Another example of highly illuminating self-lowering word usage is the word “Bandeh Khoda,” literally Slave of God, used in this movie to refer to a blind person. Iranians so often refer to themselves as “Bandeh,” slave, that the word has almost become synonymous with the pronoun “I.” “Bandeh Khoda” however is a term reserved for those less fortunate than the speaker. In this centuries-old politically correct speech, Iranians acknowledge their own good fortune by disowning their personal pride in it. All slaves are, after all, equal. Every scene in Children seems to feast on Iran’s highly developed art of self depractaion, loosely known as ta’arof. Not surprisingly, humility has been the preoccupation of many of Iran’s most beloved contributors to her civilization, the Sufi poets, Rumi, Hafez, Khayyam, Saadi and so on.

Keeping in mind the Iranian obsession with self lowering, it is not surprising that the movie’s climax has to do with whether the protagonist will succeed in finishing third in the race. The audience has seen enough heart and determination in this little boy to know he could outrun a herd of wildebeest, but will he stay true to his humble quest? Director Majid Majidi has personal experience with this dilemma.
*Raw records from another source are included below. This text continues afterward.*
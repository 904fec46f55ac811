//! Response wrapper with cache status

use chrono::DateTime;
use chrono::Utc;

/// A resolution result that carries cache status information.
///
/// Fetch operations (`resolve_passage`, `list_versions`) return this wrapper
/// so callers can tell whether the data came from cache or was freshly
/// fetched.
///
/// # Example
///
/// ```ignore
/// let response = client.resolve_passage("KJV", "John 3:16", true).await?;
///
/// if response.is_cached() {
///     println!("from cache, stored at {:?}", response.cached_at());
/// }
///
/// let verses = response.into_inner();
/// ```
#[derive(Debug, Clone)]
pub struct Response<T> {
    data: T,
    /// Whether this response came from cache.
    pub cache: CacheStatus,
}

impl<T> Response<T> {
    /// Creates a response with no cache involvement.
    pub fn new(data: T) -> Self {
        Self {
            data,
            cache: CacheStatus::None,
        }
    }

    /// Creates a response indicating a cache miss (fresh fetch, now cached).
    pub fn cache_miss(data: T, cached_at: DateTime<Utc>) -> Self {
        Self {
            data,
            cache: CacheStatus::Miss { cached_at },
        }
    }

    /// Creates a response indicating a cache hit.
    pub fn cache_hit(data: T, cached_at: DateTime<Utc>) -> Self {
        Self {
            data,
            cache: CacheStatus::Hit { cached_at },
        }
    }

    /// Returns `true` if this response came from the cache.
    pub fn is_cached(&self) -> bool {
        matches!(self.cache, CacheStatus::Hit { .. })
    }

    /// Returns when the data was cached, if caching was involved.
    pub fn cached_at(&self) -> Option<DateTime<Utc>> {
        match &self.cache {
            CacheStatus::None => None,
            CacheStatus::Miss { cached_at } | CacheStatus::Hit { cached_at } => Some(*cached_at),
        }
    }

    /// Returns a reference to the inner data.
    pub fn data(&self) -> &T {
        &self.data
    }

    /// Consumes the response and returns the inner data.
    pub fn into_inner(self) -> T {
        self.data
    }

    /// Maps the inner data using the provided function.
    pub fn map<U, F: FnOnce(T) -> U>(self, f: F) -> Response<U> {
        Response {
            data: f(self.data),
            cache: self.cache,
        }
    }
}

/// Cache status for a response.
#[derive(Debug, Clone, Copy, PartialEq, Eq)]
pub enum CacheStatus {
    /// Cache was disabled, bypassed, or the result was not cacheable.
    None,
    /// Cache miss - data was freshly fetched and is now cached.
    Miss {
        /// When the data was cached.
        cached_at: DateTime<Utc>,
    },
    /// Cache hit - data was returned from cache.
    Hit {
        /// When the data was originally cached.
        cached_at: DateTime<Utc>,
    },
}

impl CacheStatus {
    /// Returns `true` if this is a cache hit.
    pub fn is_hit(&self) -> bool {
        matches!(self, Self::Hit { .. })
    }

    /// Returns `true` if this is a cache miss.
    pub fn is_miss(&self) -> bool {
        matches!(self, Self::Miss { .. })
    }

    /// Returns `true` if caching was not involved.
    pub fn is_none(&self) -> bool {
        matches!(self, Self::None)
    }
}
He told his family he was studying engineering, a high paying respectable job, when in fact he was studying drama, a much less desirable pursuit because of its low prospects of employment and Iranian society's lack of respect for the performing arts. We are very fortunate that Majidi lied to his family and humbly decided not to finish ‘”first.” It is hard to imagine any kind of engineering work this unassuming and socially aware director may have done to match his contributions to the world of art.

Iran's highly regarded Institute for the Intellectual Development of Children and Young Adults (website in Persian) is also in part a government propaganda organization. Its sponsorship of Children should alert the viewer to possible bias in the movie’s contents. However, Majidi hides a powerful message in this movie that grows more and more subversive as Iran’s global confrontations intensify. Ali does not succeed in finishing third. To his great chagrin he accidentally comes in first. The disappointed face of Zahra, when she realizes her brother has not come home with the shoes, is the face of the people of Iran in the not too distant future. As Iran’s ever advancing military technology continues to drain her resourses , Iranians will say to their government, “We didn’t want first place, we didn’t want glory or fame. We are a people who take pride only in our humility. All we asked of our revolution was bread, education, jobs, medicine.” All we asked for was a pair of shoes.